▶ _What you will do_:
Where the string "tables" occurs in the material below, report the whole line.

■ ■ ■ ■ ■ ■ ■

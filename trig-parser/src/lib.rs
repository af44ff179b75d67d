//! # trig
//!
//! Compiler library for two small languages:
//!
//! - the *program* language, which declares triggers, functions, actions, presets and
//!   variables inside libraries, and imports host-provided entities by id;
//! - the *catalog* language, which arranges those definitions into libraries and folders
//!   for presentation.
//!
//! Both are lexed by a table-driven lexer and parsed by a backtracking grammar engine.
//! The parsed trees are assigned ids by the allocator, which also fills the two string
//! tables, and are finally merged by name and lowered into a generic intermediate tree.
//!
//! File Layout
//!
//! src/trig
//!   ├── lexing       Table-driven lexer
//!   ├── parsing      Grammar engine (rules, list sugar, backtracking matcher)
//!   ├── grammars     The program and catalog grammars built on the engine
//!   ├── allocation   Id allocation and string tables
//!   ├── building     Symbol resolution and intermediate tree lowering
//!   ├── cache        On-disk cache of the allocated program tree
//!   ├── formats      Tree markup writer/reader
//!   └── pipeline     Compiler driver tying the stages together

#![allow(rustdoc::invalid_html_tags)]

pub mod trig;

■ ■ ■ ■ ■ ■ ■

▶ _Task response_:
//! tables, and are finally merged by name and lowered into a generic intermediate tree.
//!   ├── allocation   Id allocation and string tables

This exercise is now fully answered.